Understanding and managing AI token consumption

Tokens are the units of text that AI models process. Understanding token usage helps you optimize performance and manage costs.

What Are Tokens?

Tokens are pieces of text that AI models read and generate:

  • A token is roughly 4 characters or 0.75 words in English
  • "Hello, world!" ≈ 4 tokens
  • A 1,000-word document ≈ 1,300 tokens
  • A meeting transcript might be 5,000-50,000 tokens

Token Examples

TextApproximate Tokens
"Hello"1
"Meeting summary"2
Short sentence10-15
Paragraph50-100
1 page of text400-500
Meeting summary200-500
Full transcript5,000-50,000

Token Components

Each AI request uses tokens in two areas:

Input Tokens (Prompt)

What you send to the AI:

  • System message
  • User message
  • Context data (meeting info, transcript)

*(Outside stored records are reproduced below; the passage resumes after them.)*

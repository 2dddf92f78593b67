//! Error types for buildinfo
//!
//! All modules use `BuildInfoResult<T>` as their return type.

use std::path::PathBuf;
use thiserror::Error;

/// Result type alias for buildinfo operations
pub type BuildInfoResult<T> = Result<T, BuildInfoError>;

/// All errors that can occur while producing or reading build info
#[derive(Error, Debug)]
pub enum BuildInfoError {
    // Parse errors
    #[error("failed to parse source identifier {input}: {reason}")]
    ParseIdentifier { input: String, reason: String },

    #[error("failed to parse {reference}: {reason}")]
    ParseReference { reference: String, reason: String },

    // Decode errors
    #[error("failed to decode {context}: {source}")]
    Json {
        context: String,
        #[source]
        source: serde_json::Error,
    },

    #[error("invalid base64 in {context}: {source}")]
    Base64 {
        context: String,
        #[source]
        source: base64::DecodeError,
    },

    // Configuration errors
    #[error("Invalid configuration at {path}: {reason}")]
    ConfigInvalid { path: PathBuf, reason: String },

    #[error("Failed to create config directory {path}: {source}")]
    ConfigDirCreate {
        path: PathBuf,
        #[source]
        source: std::io::Error,
    },

    // IO errors
    #[error("IO error: {context}")]
    Io {
        context: String,
        #[source]
        source: std::io::Error,
    },

    #[error("TOML serialize error: {0}")]
    TomlSerialize(#[from] toml::ser::Error),

    #[error("{0}")]
    User(String),
}

impl BuildInfoError {
    /// Create an IO error with context
    pub fn io(context: impl Into<String>, source: std::io::Error) -> Self {
        Self::Io {
            context: context.into(),
            source,
        }
    }

    /// Create a JSON decode error with context
    pub fn json(context: impl Into<String>, source: serde_json::Error) -> Self {
        Self::Json {
            context: context.into(),
            source,
        }
    }

    /// Create a base64 decode error with context
    pub fn base64(context: impl Into<String>, source: base64::DecodeError) -> Self {
        Self::Base64 {
            context: context.into(),
            source,
        }
    }

    /// Create an identifier parse error
    pub fn identifier(input: impl Into<String>, reason: impl Into<String>) -> Self {
        Self::ParseIdentifier {
            input: input.into(),
            reason: reason.into(),
        }
    }

    /// Create a reference parse error
    pub fn reference(reference: impl Into<String>, reason: impl Into<String>) -> Self {
        Self::ParseReference {
            reference: reference.into(),
            reason: reason.into(),
        }
    }

    /// Malformed identifier or reference string
    pub fn is_parse(&self) -> bool {
        matches!(
            self,
            Self::ParseIdentifier { .. } | Self::ParseReference { .. }
        )
    }

    /// Malformed JSON or base64 at some decode boundary
    pub fn is_decode(&self) -> bool {
        matches!(self, Self::Json { .. } | Self::Base64 { .. })
    }

    /// Get actionable hint for the error
    pub fn hint(&self) -> Option<&'static str> {
        match self {
            Self::ParseIdentifier { .. } => {
                Some("Identifiers look like docker-image://<ref>, git://<remote>#<ref> or https://<url>")
            }
            Self::Base64 { .. } => Some("Embedded records use standard base64 with padding"),
            Self::ConfigInvalid { .. } => Some("Run: buildinfo config init --force"),
            _ => None,
        }
    }
}
//! Metadata accumulation
//!
//! A build records one build info per metadata key. The record is created
//! from the request attributes when the frontend is invoked, updated by
//! later requests for the same key, and finalized with the sources the
//! solver resolved. Every step decodes the stored JSON, recomputes the
//! derived fields and returns the re-encoded record; the caller stores it.

use crate::attrs::filter_attrs;
use crate::deps::decode_deps;
use crate::error::{BuildInfoError, BuildInfoResult};
use crate::record::{Attrs, BuildInfo};
use crate::source::merge_sources;
use std::collections::BTreeMap;
use tracing::debug;

/// Exporter metadata: metadata key to JSON encoded record
pub type Metadata = BTreeMap<String, Vec<u8>>;

/// Create or update the record for `key` from a frontend request.
///
/// With an existing record, a non-empty `frontend` replaces the stored one,
/// request attributes are layered over the stored ones and newly decoded
/// dependencies replace stored dependencies of the same name.
pub fn accumulate_request(
    existing: Option<&[u8]>,
    key: &str,
    frontend: &str,
    req_attrs: &BTreeMap<String, String>,
) -> BuildInfoResult<Vec<u8>> {
    let bi = match existing {
        Some(dt) => {
            let mut bi = decode_record(dt, key)?;
            if !frontend.is_empty() {
                bi.frontend = frontend.to_string();
            }
            let attrs = layer_attrs(req_attrs, &bi.attrs);
            let deps = decode_deps(key, &attrs)?;
            bi.deps.extend(deps);
            bi.attrs = filter_attrs(key, &attrs);
            bi
        }
        None => {
            let attrs = to_attrs(req_attrs);
            BuildInfo {
                frontend: frontend.to_string(),
                attrs: filter_attrs(key, &attrs),
                sources: Vec::new(),
                deps: decode_deps(key, &attrs)?,
            }
        }
    };

    debug!(
        "Accumulated build info for {}: {} attrs, {} deps",
        key,
        bi.attrs.len(),
        bi.deps.len()
    );
    encode_record(&bi, key)
}

/// Finalize the record for `key` with the sources resolved by the solver.
///
/// `build_sources` maps source identifiers to their pins. The sources
/// already in the record are the frontend-declared ones. A missing record
/// is finalized from an empty one.
pub fn finalize_with_sources(
    existing: Option<&[u8]>,
    key: &str,
    build_sources: &BTreeMap<String, String>,
) -> BuildInfoResult<Vec<u8>> {
    let mut bi = match existing {
        Some(dt) => decode_record(dt, key)?,
        None => BuildInfo::default(),
    };

    let deps = decode_deps(key, &bi.attrs)?;
    bi.deps.extend(deps);
    bi.sources = merge_sources(build_sources, std::mem::take(&mut bi.sources))?;
    bi.attrs = filter_attrs(key, &bi.attrs);

    debug!(
        "Finalized build info for {}: {} sources",
        key,
        bi.sources.len()
    );
    encode_record(&bi, key)
}

/// Build info for `key` from a request, merged with any stored record
pub fn get_metadata(
    metadata: &Metadata,
    key: &str,
    frontend: &str,
    req_attrs: &BTreeMap<String, String>,
) -> BuildInfoResult<Vec<u8>> {
    accumulate_request(lookup(metadata, key), key, frontend, req_attrs)
}

/// Stored build info for `key` finalized with resolved build sources
pub fn encode_metadata(
    metadata: &Metadata,
    key: &str,
    build_sources: &BTreeMap<String, String>,
) -> BuildInfoResult<Vec<u8>> {
    finalize_with_sources(lookup(metadata, key), key, build_sources)
}

fn lookup<'a>(metadata: &'a Metadata, key: &str) -> Option<&'a [u8]> {
    metadata.get(key).map(Vec::as_slice)
}

fn decode_record(dt: &[u8], key: &str) -> BuildInfoResult<BuildInfo> {
    serde_json::from_slice(dt)
        .map_err(|e| BuildInfoError::json(format!("build info for {:?}", key), e))
}

fn encode_record(bi: &BuildInfo, key: &str) -> BuildInfoResult<Vec<u8>> {
    serde_json::to_vec(bi).map_err(|e| BuildInfoError::json(format!("build info for {:?}", key), e))
}

/// Request attributes win over stored ones; stored nulls are not carried over
fn layer_attrs(req_attrs: &BTreeMap<String, String>, stored: &Attrs) -> Attrs {
    let mut attrs: Attrs = stored
        .iter()
        .filter_map(|(k, v)| v.as_ref().map(|v| (k.clone(), Some(v.clone()))))
        .collect();
    attrs.extend(to_attrs(req_attrs));
    attrs
}

fn to_attrs(m: &BTreeMap<String, String>) -> Attrs {
    m.iter()
        .map(|(k, v)| (k.clone(), Some(v.clone())))
        .collect()
}
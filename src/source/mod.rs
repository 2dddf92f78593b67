//! Build sources
//!
//! Parsing of the source identifiers reported by the solver, normalization
//! of image references and merging of resolved sources into a record.

pub mod identifier;
pub mod merge;
pub mod redact;
pub mod reference;

pub use identifier::{GitIdentifier, Identifier};
pub use merge::merge_sources;
pub use redact::redact_credentials;
pub use reference::{normalize, ImageReference};
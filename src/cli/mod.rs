//! Command line interface

pub mod args;
pub mod commands;
pub mod io;

pub use args::{Cli, Commands};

Output Tokens (Completion)

What the AI generates:

  • The response
  • Structured output

Total tokens = Input tokens + Output tokens

Token Limits

Per Request Limits

ComponentLimit
Maximum input~128,000 tokens (varies by model)
Maximum output~4,000-8,000 tokens (varies by model)

Practical Limits

For optimal performance:

  • Keep prompts under 10,000 tokens
  • Target outputs under 1,000 tokens
  • Use summaries instead of full transcripts

Reducing Token Usage

1. Use Transcript Summaries

The biggest token savings come from using summaries:

High token usage:

liquid
{{ json.callRecording.transcript }}
// Could be 20,000+ tokens

Low token usage:

liquid
{{ json.callRecording.transcriptSummary }}
// Typically 500-1,000 tokens

Impact: 10-40x reduction in input tokens

2. Include Only Relevant Data

Only include data the AI needs:

Everything:

liquid
Meeting: {{ json.meeting | json }}
// Includes unnecessary metadata

Only relevant fields:

liquid
Meeting: {{ json.meeting.title }}
Attendees: {{ json.meeting.attendees | map: "name" | join: ", " }}
Summary: {{ json.callRecording.transcriptSummary }}

3. Keep Prompts Concise

Every word in your prompt uses tokens:

Verbose:

text
I would like you to carefully analyze the following meeting
transcript and then provide me with a comprehensive summary
that captures all of the key points and discussions...

Concise:

text
Summarize this meeting in 3 bullet points.
Focus on decisions and next steps.

4. Limit Output Length

Constrain output to necessary length:

liquid
Provide a summary in exactly 2-3 sentences.
Maximum 100 words.

5. Use Appropriate Return Types

Simple types use fewer output tokens:

Return TypeOutput Tokens
boolean1
integer1-2
string (short)10-50
string (long)100-500
string_list20-100

Token Estimation

Quick Estimates

Content TypeTokens
System prompt50-200
User message (basic)20-50
Meeting metadata30-100
Transcript summary500-1,500
Full transcript (30 min)10,000-20,000
Full transcript (1 hour)20,000-40,000
Summary output100-300
List output (5 items)50-100

Calculating Total Usage

Example: Meeting Summary Workflow

text
Input:
- System prompt: 100 tokens
- Meeting metadata: 50 tokens
- Transcript summary: 800 tokens
- Total input: 950 tokens

Output:
- Summary: 150 tokens

Total: ~1,100 tokens per execution

Example: Full Transcript Analysis

text
Input:
- System prompt: 100 tokens
- Meeting metadata: 50 tokens
- Full transcript: 15,000 tokens
- Total input: 15,150 tokens

Output:
- Analysis: 500 tokens

Total: ~15,650 tokens per execution

Cost Optimization Strategies

Strategy 1: Filter Before AI

Don't send everything to AI:

text
[Load Meeting] ──▶ [If: has recording?]
                        │
                        ├── Yes ──▶ [AI: Analyze]
                        │
                        └── No ───▶ [Simple notification]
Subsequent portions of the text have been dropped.